• Exercise material:
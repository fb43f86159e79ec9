//! Proof-of-work target handling.
//!
//! Difficulty retargeting itself is external; this module only decompresses
//! compact targets, bounds them against the chain's proof-of-work limit,
//! and compares block hashes against the claimed target.

use chrono::{DateTime, Utc};

use crate::activation::BehaviorFlags;
use crate::error::{rule_error, Result, RuleErrorCode};
use crate::index::BlockNode;
use crate::types::{BlockHeader, Hash};

/// A 256-bit unsigned integer, stored as little-endian bytes.
///
/// Only the operations the proof-of-work checks need are provided.
#[derive(Debug, Clone, Copy, PartialEq, Eq)]
pub struct Uint256([u8; 32]);

impl Uint256 {
    pub const ZERO: Uint256 = Uint256([0u8; 32]);

    /// Build from little-endian bytes (the internal hash byte order).
    pub fn from_le_bytes(bytes: Hash) -> Self {
        Uint256(bytes)
    }

    /// Build from big-endian bytes (the conventional display order).
    pub fn from_be_bytes(mut bytes: [u8; 32]) -> Self {
        bytes.reverse();
        Uint256(bytes)
    }

    fn from_u32(value: u32) -> Self {
        let mut bytes = [0u8; 32];
        bytes[..4].copy_from_slice(&value.to_le_bytes());
        Uint256(bytes)
    }

    pub fn is_zero(&self) -> bool {
        self.0 == [0u8; 32]
    }

    /// Left shift by whole bytes. Returns `None` when nonzero bytes would be
    /// shifted out of the 256-bit range.
    fn shl_bytes(&self, count: usize) -> Option<Self> {
        if count >= 32 {
            return if self.is_zero() { Some(*self) } else { None };
        }
        if self.0[32 - count..].iter().any(|&b| b != 0) {
            return None;
        }
        let mut out = [0u8; 32];
        out[count..].copy_from_slice(&self.0[..32 - count]);
        Some(Uint256(out))
    }

    /// Right shift by whole bytes.
    fn shr_bytes(&self, count: usize) -> Self {
        if count >= 32 {
            return Uint256::ZERO;
        }
        let mut out = [0u8; 32];
        out[..32 - count].copy_from_slice(&self.0[count..]);
        Uint256(out)
    }
}

impl Ord for Uint256 {
    fn cmp(&self, other: &Self) -> std::cmp::Ordering {
        // Most significant byte is last in little-endian order.
        self.0.iter().rev().cmp(other.0.iter().rev())
    }
}

impl PartialOrd for Uint256 {
    fn partial_cmp(&self, other: &Self) -> Option<std::cmp::Ordering> {
        Some(self.cmp(other))
    }
}

/// A decompressed compact difficulty target.
#[derive(Debug, Clone, Copy, PartialEq, Eq)]
pub struct CompactTarget {
    pub value: Uint256,
    /// The compact form carried a sign bit with a nonzero mantissa.
    pub negative: bool,
    /// The decompressed value does not fit in 256 bits.
    pub overflow: bool,
}

/// Decompress the compact difficulty representation used in block headers.
///
/// The compact form packs a 256-bit number into 32 bits: one exponent byte
/// and a 23-bit mantissa with a sign bit, mirroring a base-256 scientific
/// notation.
pub fn compact_to_target(bits: u32) -> CompactTarget {
    let exponent = (bits >> 24) as usize;
    let mantissa = bits & 0x007f_ffff;
    let negative = bits & 0x0080_0000 != 0 && mantissa != 0;

    let base = Uint256::from_u32(mantissa);
    let (value, overflow) = if exponent <= 3 {
        (base.shr_bytes(3 - exponent), false)
    } else {
        match base.shl_bytes(exponent - 3) {
            Some(v) => (v, false),
            None => (Uint256::ZERO, true),
        }
    };

    CompactTarget {
        value,
        negative,
        overflow,
    }
}

/// Interpret a block hash as a 256-bit integer for target comparison.
pub fn hash_to_uint256(hash: &Hash) -> Uint256 {
    Uint256::from_le_bytes(*hash)
}

/// Source of expected difficulty bits.
///
/// The retarget algorithm (including the DAA selection) lives behind this
/// seam; the contextual header checks only compare the header's bits against
/// the oracle's answer.
pub trait DifficultyOracle: Send + Sync {
    /// Expected compact difficulty bits for the block following `parent`.
    fn next_required_bits(&self, parent: &BlockNode, timestamp: DateTime<Utc>) -> Result<u32>;
}

/// Ensure the header's claimed target is in range and, unless suppressed by
/// [`BehaviorFlags::NO_POW_CHECK`], that the block hash is not above it.
pub(crate) fn check_proof_of_work_with_flags(
    header: &BlockHeader,
    pow_limit: &Uint256,
    flags: BehaviorFlags,
) -> Result<()> {
    let target = compact_to_target(header.bits);
    if target.negative || target.value.is_zero() {
        return Err(rule_error(
            RuleErrorCode::UnexpectedDifficulty,
            format!("block target difficulty from bits {:#010x} is too low", header.bits),
        ));
    }
    if target.overflow || target.value > *pow_limit {
        return Err(rule_error(
            RuleErrorCode::UnexpectedDifficulty,
            format!(
                "block target difficulty from bits {:#010x} is higher than the proof-of-work limit",
                header.bits
            ),
        ));
    }

    if !flags.has(BehaviorFlags::NO_POW_CHECK) {
        let hash = header.block_hash();
        if hash_to_uint256(&hash.0) > target.value {
            return Err(rule_error(
                RuleErrorCode::HighHash,
                format!("block hash {hash} is higher than the claimed target"),
            ));
        }
    }

    Ok(())
}

/// Ensure the header's difficulty bits are in range and the block hash is
/// below the claimed target.
pub fn check_proof_of_work(header: &BlockHeader, pow_limit: &Uint256) -> Result<()> {
    check_proof_of_work_with_flags(header, pow_limit, BehaviorFlags::NONE)
}

#[cfg(test)]
mod tests {
    use super::*;
    use crate::types::{BlockHash, ZERO_HASH};
    use chrono::TimeZone;

    fn header_with_bits(bits: u32) -> BlockHeader {
        BlockHeader {
            version: 2,
            prev_block: BlockHash(ZERO_HASH),
            merkle_root: ZERO_HASH,
            timestamp: Utc.timestamp_opt(1_300_000_000, 0).unwrap(),
            bits,
            nonce: 0,
        }
    }

    fn mainnet_pow_limit() -> Uint256 {
        // 2^224 - 1
        let mut be = [0u8; 32];
        for byte in be.iter_mut().skip(4) {
            *byte = 0xff;
        }
        Uint256::from_be_bytes(be)
    }

    #[test]
    fn compact_round_numbers() {
        // 0x1d00ffff is the original maximum target: 0xffff * 256^(0x1d - 3).
        let target = compact_to_target(0x1d00ffff);
        assert!(!target.negative);
        assert!(!target.overflow);
        // 0x00000000ffff0000...0000
        let mut expected_be = [0u8; 32];
        expected_be[4] = 0xff;
        expected_be[5] = 0xff;
        assert_eq!(target.value, Uint256::from_be_bytes(expected_be));
    }

    #[test]
    fn compact_small_exponent_shifts_right() {
        // Exponent 1 keeps only the mantissa's top byte.
        let target = compact_to_target(0x01123456);
        assert_eq!(target.value, Uint256::from_u32(0x12));
    }

    #[test]
    fn compact_sign_bit_is_negative() {
        let target = compact_to_target(0x01803456);
        assert!(target.negative);
        // Sign bit with a zero mantissa is not negative.
        assert!(!compact_to_target(0x01800000).negative);
    }

    #[test]
    fn compact_overflow_detected() {
        let target = compact_to_target(0xff123456);
        assert!(target.overflow);
    }

    #[test]
    fn zero_target_rejected() {
        let err = check_proof_of_work(&header_with_bits(0), &mainnet_pow_limit()).unwrap_err();
        assert!(err.is_rule_code(RuleErrorCode::UnexpectedDifficulty));
    }

    #[test]
    fn target_above_limit_rejected() {
        let err =
            check_proof_of_work(&header_with_bits(0x2100ffff), &mainnet_pow_limit()).unwrap_err();
        assert!(err.is_rule_code(RuleErrorCode::UnexpectedDifficulty));
    }

    #[test]
    fn high_hash_rejected_unless_suppressed() {
        // An in-range target the sample header's hash will exceed with
        // overwhelming probability.
        let header = header_with_bits(0x04000001);
        let err = check_proof_of_work(&header, &mainnet_pow_limit()).unwrap_err();
        assert!(err.is_rule_code(RuleErrorCode::HighHash));

        check_proof_of_work_with_flags(&header, &mainnet_pow_limit(), BehaviorFlags::NO_POW_CHECK)
            .expect("suppressed hash check must pass");
    }

    #[test]
    fn uint256_ordering() {
        let one = Uint256::from_u32(1);
        let two = Uint256::from_u32(2);
        assert!(one < two);
        let mut high_be = [0u8; 32];
        high_be[0] = 1;
        assert!(two < Uint256::from_be_bytes(high_be));
    }
}
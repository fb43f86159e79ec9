//! Block index nodes.
//!
//! A [`BlockNode`] records a header's position in the block index. Nodes are
//! created once a header passes the contextual checks and live for the
//! lifetime of the index; the parent links are what the median-time-past and
//! ancestor lookups walk.

use std::sync::Arc;

use chrono::{DateTime, Utc};

use crate::constants::MEDIAN_TIME_BLOCKS;
use crate::types::{BlockHash, BlockHeader};

/// A block's position in the block index.
#[derive(Debug, Clone)]
pub struct BlockNode {
    pub hash: BlockHash,
    pub height: u32,
    pub version: i32,
    pub bits: u32,
    pub timestamp: DateTime<Utc>,
    pub parent: Option<Arc<BlockNode>>,
}

impl BlockNode {
    /// Create a node for `header` extending `parent`. A node without a
    /// parent sits at height zero.
    pub fn new(header: &BlockHeader, parent: Option<Arc<BlockNode>>) -> Self {
        BlockNode {
            hash: header.block_hash(),
            height: parent.as_ref().map_or(0, |p| p.height + 1),
            version: header.version,
            bits: header.bits,
            timestamp: header.timestamp,
            parent,
        }
    }

    /// The ancestor at the given height, walking parent links. Returns
    /// `None` when the height is above this node or the chain of parents is
    /// too short.
    pub fn ancestor(&self, height: u32) -> Option<&BlockNode> {
        if height > self.height {
            return None;
        }
        let mut node = self;
        while node.height > height {
            node = node.parent.as_deref()?;
        }
        Some(node)
    }

    /// Median of the timestamps of the last 11 blocks ending at this node.
    ///
    /// With fewer than 11 ancestors, the median of what exists.
    pub fn calc_past_median_time(&self) -> DateTime<Utc> {
        let mut timestamps = Vec::with_capacity(MEDIAN_TIME_BLOCKS);
        let mut node = Some(self);
        while let Some(n) = node {
            timestamps.push(n.timestamp);
            if timestamps.len() == MEDIAN_TIME_BLOCKS {
                break;
            }
            node = n.parent.as_deref();
        }
        timestamps.sort_unstable();
        timestamps[timestamps.len() / 2]
    }
}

• Work item: For each line in the material above that contains the string "bool", make a copy.

• The completed task:
    pub fn is_zero(&self) -> bool {
    pub negative: bool,
    pub overflow: bool,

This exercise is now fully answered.